Hari itu, Sabtu (10/10/2015),  sebelum mengikuti upacara Pembukaan Turnamen Tenis Ketua Mahkamah Agung Cup saya dan ibu-ibu rombongan PA Palangka Raya  berbelanja di Pasar Tradisional Badung, Bali. Tiba-tiba hp saya berdering… dan ternyata Pak Ishaq (kawan waktu pendidikan cakim di Bandung Tahun 1994) mau mengajak saya jalan-jalan. Saya bilang bahwa saya dan ibu-ibu sedang berada di Pasar Badung. Tak lama, beliau pun menjemput kami di Pasar Badung.

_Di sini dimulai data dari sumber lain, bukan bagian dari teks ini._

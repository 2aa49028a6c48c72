//! Format/open/check state machine (§4.6): building and validating the
//! on-disk layout, and the mount-time FD-area scan that reconstructs the
//! in-memory entry tree.

use log::{debug, info, warn};

use crate::bitmap::Bitmap;
use crate::device::{Device, IoContext};
use crate::entry::{self, Entry, EntryTree};
use crate::error::{Error, Result};
use crate::fdalloc::FdAllocator;
use crate::header::Header;
use crate::layout::{self, FILE_SLOT_PAGES, HEADER_PAGES, MAP_PAGE_ADDR, PAGE_SIZE};

/// Everything recovered from a device, ready to be wrapped in a
/// `Filesystem`.
pub struct Mounted {
    pub header: Header,
    pub bitmap: Bitmap,
    pub fdalloc: FdAllocator,
    pub tree: EntryTree,
}

/// Computes the data-page start address and bitmap word count for a
/// device of `page_count` pages, solving the small fixed point between
/// "how many pages does the bitmap need" and "how many pages are left for
/// the bitmap to describe".
fn layout_for(page_count: u64) -> Result<(u64, u64)> {
    if page_count <= HEADER_PAGES + 1 {
        return Err(Error::InvalidArgument("device too small to format".into()));
    }
    let mut bitmap_pages = 1u64;
    for _ in 0..8 {
        let data_page = HEADER_PAGES + bitmap_pages;
        if data_page >= page_count {
            return Err(Error::InvalidArgument("device too small to format".into()));
        }
        let coverable = page_count - data_page;
        let words = coverable.div_ceil(64);
        let need_pages = (words * 8).div_ceil(PAGE_SIZE);
        if need_pages == bitmap_pages {
            return Ok((data_page, words));
        }
        bitmap_pages = need_pages;
    }
    Err(Error::InvalidArgument("bitmap sizing did not converge".into()))
}

/// Writes a fresh header, zeroed bitmap, and a root directory entry to
/// `device`, per `unfs_format`.
pub fn format(device: &dyn Device, ioc: &IoContext, label: &str, delmax: Option<u32>) -> Result<()> {
    let page_count = device.page_count();
    let (data_page, mapsize) = layout_for(page_count)?;
    let delmax = delmax.unwrap_or(layout::DEFAULT_DELMAX).min(Header::delstack_capacity() as u32);

    let mut bitmap = Bitmap::new(mapsize, data_page);
    let mut fdalloc = FdAllocator::new(page_count - FILE_SLOT_PAGES, 0, 0, delmax, data_page);

    let root_slot = fdalloc.allocate(&mut bitmap, true)?;
    let root = Entry::new_dir("/".to_string(), root_slot, 0);

    let header = Header {
        label: label.to_string(),
        block_count: page_count,
        page_count,
        page_free: page_count - bitmap.popcount(),
        block_size: PAGE_SIZE as u32,
        page_size: PAGE_SIZE as u32,
        data_page,
        fd_next_page: fdalloc.fd_next_page(),
        fd_count: fdalloc.fd_count(),
        dir_count: fdalloc.dir_count(),
        mapsize,
        delmax,
        delstack: fdalloc.delstack().to_vec(),
    };

    device.write(ioc, &header.encode()?, 0, HEADER_PAGES)?;

    let bitmap_pages = (mapsize * 8).div_ceil(PAGE_SIZE);
    let mut bitmap_buf = vec![0u8; (bitmap_pages * PAGE_SIZE) as usize];
    for (i, word) in bitmap.words().iter().enumerate() {
        crate::mach::write_u64(&mut bitmap_buf[i * 8..], *word);
    }
    device.write(ioc, &bitmap_buf, MAP_PAGE_ADDR, bitmap_pages)?;

    device.write(ioc, &root.encode()?, root_slot, FILE_SLOT_PAGES)?;
    device.close()?;
    info!("formatted device: {page_count} pages, {data_page} data start, label {label:?}");
    Ok(())
}

/// Reads the header and bitmap from `device` and scans the FD area from
/// the device's top downward, reconciling every live slot into the entry
/// tree (creating ancestor stubs as needed), per `unfs_open`.
pub fn open(device: &dyn Device, ioc: &IoContext) -> Result<Mounted> {
    let mut hdr_buf = vec![0u8; (HEADER_PAGES * PAGE_SIZE) as usize];
    device.read(ioc, &mut hdr_buf, 0, HEADER_PAGES)?;
    let header = Header::decode(&hdr_buf)?;

    if header.page_count != device.page_count() {
        return Err(Error::CorruptHeader(format!(
            "header page_count {} does not match device page_count {}",
            header.page_count,
            device.page_count()
        )));
    }

    let bitmap_pages = (header.mapsize * 8).div_ceil(PAGE_SIZE);
    let mut bitmap_buf = vec![0u8; (bitmap_pages * PAGE_SIZE) as usize];
    device.read(ioc, &mut bitmap_buf, MAP_PAGE_ADDR, bitmap_pages)?;
    let words: Vec<u64> = bitmap_buf
        .chunks_exact(8)
        .take(header.mapsize as usize)
        .map(crate::mach::read_u64)
        .collect();
    let bitmap = Bitmap::from_words(words, header.data_page);

    let delcount = header.delstack.len() as u64;
    let expected_fd_next = header
        .page_count
        .checked_sub((header.fd_count + delcount + 1) * FILE_SLOT_PAGES)
        .ok_or_else(|| Error::CorruptHeader("fd_count/delstack imply a negative fd_next_page".into()))?;
    if header.fd_next_page != expected_fd_next {
        return Err(Error::CorruptHeader(format!(
            "fd_next_page {} does not match the fd_count/delcount-derived {expected_fd_next}",
            header.fd_next_page
        )));
    }

    let expected_free = header.page_count - bitmap.popcount();
    if header.page_free != expected_free {
        return Err(Error::CorruptHeader(format!(
            "header page_free {} does not match popcount-derived {expected_free}",
            header.page_free
        )));
    }

    let fdalloc = FdAllocator::new(
        header.fd_next_page,
        header.fd_count,
        header.dir_count,
        header.delmax,
        header.data_page,
    )
    .with_delstack(header.delstack.clone());

    let tree = scan_fd_area(device, ioc, &header, &fdalloc)?;
    fdalloc_sanity_check(&tree, &fdalloc)?;

    Ok(Mounted { header, bitmap, fdalloc, tree })
}

fn scan_fd_area(device: &dyn Device, ioc: &IoContext, header: &Header, fdalloc: &FdAllocator) -> Result<EntryTree> {
    let mut tree = EntryTree::new();
    let delstack: std::collections::HashSet<u64> = header.delstack.iter().copied().collect();

    let mut addr = header.page_count - FILE_SLOT_PAGES;
    let frontier = fdalloc.frontier();
    let mut found = 0u64;

    while addr >= frontier {
        if delstack.contains(&addr) {
            addr -= FILE_SLOT_PAGES;
            continue;
        }
        let mut buf = vec![0u8; (FILE_SLOT_PAGES * PAGE_SIZE) as usize];
        device.read(ioc, &mut buf, addr, FILE_SLOT_PAGES)?;
        let entry = Entry::decode(&buf)?;
        if entry.pageid != addr {
            warn!("fd scan: slot {addr} contains mismatched pageid {}", entry.pageid);
        }
        tree.ensure_ancestors(&entry.name)?;
        let name = entry.name.clone();
        tree.add(entry)?;
        found += 1;
        debug!("fd scan: recovered {name} at {addr}");
        if addr < FILE_SLOT_PAGES {
            break;
        }
        addr -= FILE_SLOT_PAGES;
    }

    let root_is_real = tree.find("/").map(|e| !e.read().expect("entry lock poisoned").is_stub()).unwrap_or(false);
    if !root_is_real {
        return Err(Error::CorruptHeader("root directory slot missing".into()));
    }

    info!("fd scan recovered {found} entries");
    Ok(tree)
}

fn fdalloc_sanity_check(tree: &EntryTree, fdalloc: &FdAllocator) -> Result<()> {
    let live = tree
        .iter()
        .filter(|e| !e.read().expect("entry lock poisoned").is_stub())
        .count() as u64;
    if live != fdalloc.fd_count() {
        return Err(Error::CorruptHeader(format!(
            "fd_count {} does not match {live} recovered entries",
            fdalloc.fd_count()
        )));
    }
    Ok(())
}

/// Re-derives the same state as [`open`] and additionally verifies every
/// bitmap bit the recovered tree implies is actually set, and that every
/// non-root entry's `parentid` names an in-range slot it's an immediate
/// child of, per `unfs_check`. Returns the mounted state on success so
/// callers (the `check` CLI subcommand) can report summary stats.
pub fn check(device: &dyn Device, ioc: &IoContext) -> Result<Mounted> {
    let mounted = open(device, ioc)?;
    let mut parent_buf = vec![0u8; (FILE_SLOT_PAGES * PAGE_SIZE) as usize];
    for entry_ref in mounted.tree.iter() {
        let entry = entry_ref.read().expect("entry lock poisoned");
        if entry.is_stub() {
            continue;
        }
        if !mounted.bitmap.is_set(entry.pageid) {
            return Err(Error::CorruptBitmap(format!(
                "entry {} at {} not marked allocated in bitmap",
                entry.name, entry.pageid
            )));
        }
        for extent in &entry.extents {
            for p in extent.pageid..extent.pageid + extent.pagecount {
                if !mounted.bitmap.is_set(p) {
                    return Err(Error::CorruptBitmap(format!(
                        "extent page {p} of {} not marked allocated in bitmap",
                        entry.name
                    )));
                }
            }
        }

        // Root has no parent to cross-check; every other live entry must
        // point at an in-range slot holding a directory it's an immediate
        // child of, per `unfs_check`.
        if entry.name != "/" {
            let parentid = entry.parentid;
            if parentid <= mounted.header.fd_next_page || parentid >= mounted.header.page_count {
                return Err(Error::CorruptHeader(format!(
                    "{} has out-of-range parentid {parentid}",
                    entry.name
                )));
            }
            device.read(ioc, &mut parent_buf, parentid, FILE_SLOT_PAGES)?;
            let parent = Entry::decode(&parent_buf)?;
            if !entry::is_immediate_child(&parent.name, &entry.name) {
                return Err(Error::CorruptHeader(format!(
                    "{} is not a child of {}",
                    entry.name, parent.name
                )));
            }
        }
    }
    Ok(mounted)
}

#[cfg(test)]
mod tests {
    use super::*;
    use crate::device::FileDevice;

    #[test]
    fn format_then_open_recovers_the_root_directory() {
        let dir = tempfile::tempdir().unwrap();
        let path = dir.path().join("image");
        let dev = FileDevice::create(&path, 4096).unwrap();
        let ioc = dev.ioc_alloc();

        format(&dev, &ioc, "my-image", None).unwrap();
        let mounted = open(&dev, &ioc).unwrap();

        let root = mounted.tree.find("/").unwrap();
        assert!(root.read().unwrap().isdir);
        assert_eq!(mounted.header.label, "my-image");
        assert_eq!(mounted.fdalloc.fd_count(), 1);
    }

    #[test]
    fn check_succeeds_on_a_freshly_formatted_device() {
        let dir = tempfile::tempdir().unwrap();
        let path = dir.path().join("image");
        let dev = FileDevice::create(&path, 4096).unwrap();
        let ioc = dev.ioc_alloc();

        format(&dev, &ioc, "label", None).unwrap();
        assert!(check(&dev, &ioc).is_ok());
    }

    #[test]
    fn layout_for_rejects_a_too_small_device() {
        assert!(layout_for(2).is_err());
    }
}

Kami pun meluncur menelusuri jalan-jalan utama di Kota Denpasar, lalu berhenti di Pusat  Oleh-Oleh  Bali “Erlangga 2”. Selesai belanja, Pak Ishaq membawa kami ke RM Muslim untuk makan siang. Dari situ kami pun dibawa ke Kampung Islam Kepaon yang merupakan tempat kelahiran dan sekaligus tempat tinggal Pak Ishaq. Ya, Pak Ishaq memang asli orang Bali.

***

Selama ini orang menganggap Bali  hanya satu budaya dan agama yaitu Hindu. Anggapan itu didasari karena mayoritas penduduk Bali beragama Hindu dan budayanya pun diwarnai oleh budaya Hindu. Tapi tahukan anda, ternyata di Pulau Seribu Pura ini terdapat komunitas Muslim yang tinggal di Kampung Islam Kepaon,   terletak di Kabupaten Badung.

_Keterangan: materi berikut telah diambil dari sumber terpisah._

use std::sync::Arc;

use bolero::check;
use unfs::{Device, FileDevice, Filesystem};

fn main() {
    check!().with_generator(16u64..=600).for_each(|pages: &u64| {
        let pages = *pages;
        let dir = tempfile::tempdir().expect("tempdir");
        let path = dir.path().join("image");

        let dev = FileDevice::create(&path, pages).expect("create backing file");
        Filesystem::format(&dev, "roundtrip", None).expect("format");
        drop(dev);

        let dev = Arc::new(FileDevice::open(&path).expect("reopen after format"));
        assert_eq!(dev.page_count(), pages);
        let fs = Filesystem::open_device(dev.clone()).expect("first open");
        assert!(fs.exist("/").0, "root must survive the first mount");
        fs.close_filesystem().expect("close");

        Filesystem::check_device(dev.as_ref()).expect("device must be consistent before reopen");

        let fs = Filesystem::open_device(dev).expect("second open");
        let (exists, isdir, size) = fs.exist("/");
        assert!(exists && isdir && size == 0, "root must round-trip through a second mount unchanged");
        fs.close_filesystem().expect("close");
    });
}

Menurut Pak Ishaq, komunitas ini terbentuk dari “migrasi” atau pendatang dari Makassar dan Madura. Kedatangan mereka ke sana diperkirakan sudah ratusan tahun yang lalu. Sebagai kelompok minoritas, umat Islam di Kampung Islam Kepaon harus bisa menyesuaikan diri dengan lingkungan setempat  yang mayoritas Hindu. Misalnya bila Hari Raya Nyepi, masyarakat muslim Kampung Kepaon ikut menghormatinya dengan cara mematikan lampu.

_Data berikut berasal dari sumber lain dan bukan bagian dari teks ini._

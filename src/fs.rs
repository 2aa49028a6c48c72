//! `Filesystem`: the public handle type tying together the header, bitmap,
//! FD allocator, and entry tree behind the locking model of §5.
//!
//! No process-wide singleton (unlike the source's `g_unfs`): `open_device`
//! returns an owned handle a caller can hold for as long as it needs.

use std::sync::atomic::{AtomicU64, Ordering};
use std::sync::{Arc, Mutex, RwLock};

use log::{info, warn};

use crate::bitmap::Bitmap;
use crate::device::Device;
use crate::entry::{self, Entry, EntryRef, EntryTree, Extent};
use crate::error::{Error, Result};
use crate::fdalloc::{FdAllocator, FreeOutcome};
use crate::header::Header;
use crate::layout::{FILE_SLOT_PAGES, HEADER_PAGES, MAP_PAGE_ADDR, PAGE_SIZE};
use crate::mach;
use crate::mount;

/// Serializes `format`/`open_device`/`close_filesystem` process-wide, per
/// §5's single mount `Mutex`. A raw `pread`/`pwrite` device has no shared
/// kernel-level mount state to protect, but the lock still guards against
/// two threads racing `open_device` against the same backing file.
static MOUNT_LOCK: Mutex<()> = Mutex::new(());
static NEXT_SESSION: AtomicU64 = AtomicU64::new(1);

struct Inner {
    header: Header,
    bitmap: Bitmap,
    fdalloc: FdAllocator,
    tree: EntryTree,
}

pub struct Filesystem {
    device: Arc<dyn Device>,
    session_id: u64,
    inner: RwLock<Inner>,
}

/// An open file or directory handle. Carries the mount's session id so a
/// handle from a previous mount of the same `Filesystem` value is rejected
/// rather than silently operating on unrelated state.
pub struct Fd {
    session_id: u64,
    entry: EntryRef,
}

#[derive(Debug, Clone, Copy, Default)]
pub struct OpenMode {
    pub create: bool,
    pub readonly: bool,
    pub exclusive: bool,
}

#[derive(Debug, Clone)]
pub struct Stat {
    pub size: u64,
    pub isdir: bool,
    pub extents: Vec<Extent>,
}

#[derive(Debug, Clone)]
pub struct DirEntry {
    pub name: String,
    pub size: u64,
    pub isdir: bool,
}

fn find_real(tree: &EntryTree, name: &str) -> Option<EntryRef> {
    tree.find(name).filter(|e| !e.read().expect("entry lock poisoned").is_stub())
}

Akulturasi adat kebiasaan memang telah lama terjadi di kampong Islam Kepaon. Mereka hidup rukun berdampingan dengan umat Hindu setempat. Namun tentu saja akulturasi itu tidak melunturkan akidah Islamiyah. “Pada hari Raya Nyepi, kadang anak-anak bermain bola di jalan karena jalanan sepi, toh mereka (masyarakat Hindu) tidak merasa terganggu”, ujar Ishaq.

Hubungan Islam dan Hindu di Bali sedikit terganggu setelah peristiwa Bom Bali I Tahun 2002 dan Bom Bali II Tahun 2005. Peristiwa tragis yang menewaskan lebih dari 200 orang (kebanyakan wisatawan asing) itu sangat berdampak bagi industri pariwisata di Bali. Industri pariwisata Bali sempat “mati Suri” selama bertahun-tahun. Padahal dunia pariwisata merupakan denyut nadi ekonomi bagi masyarakat Bali.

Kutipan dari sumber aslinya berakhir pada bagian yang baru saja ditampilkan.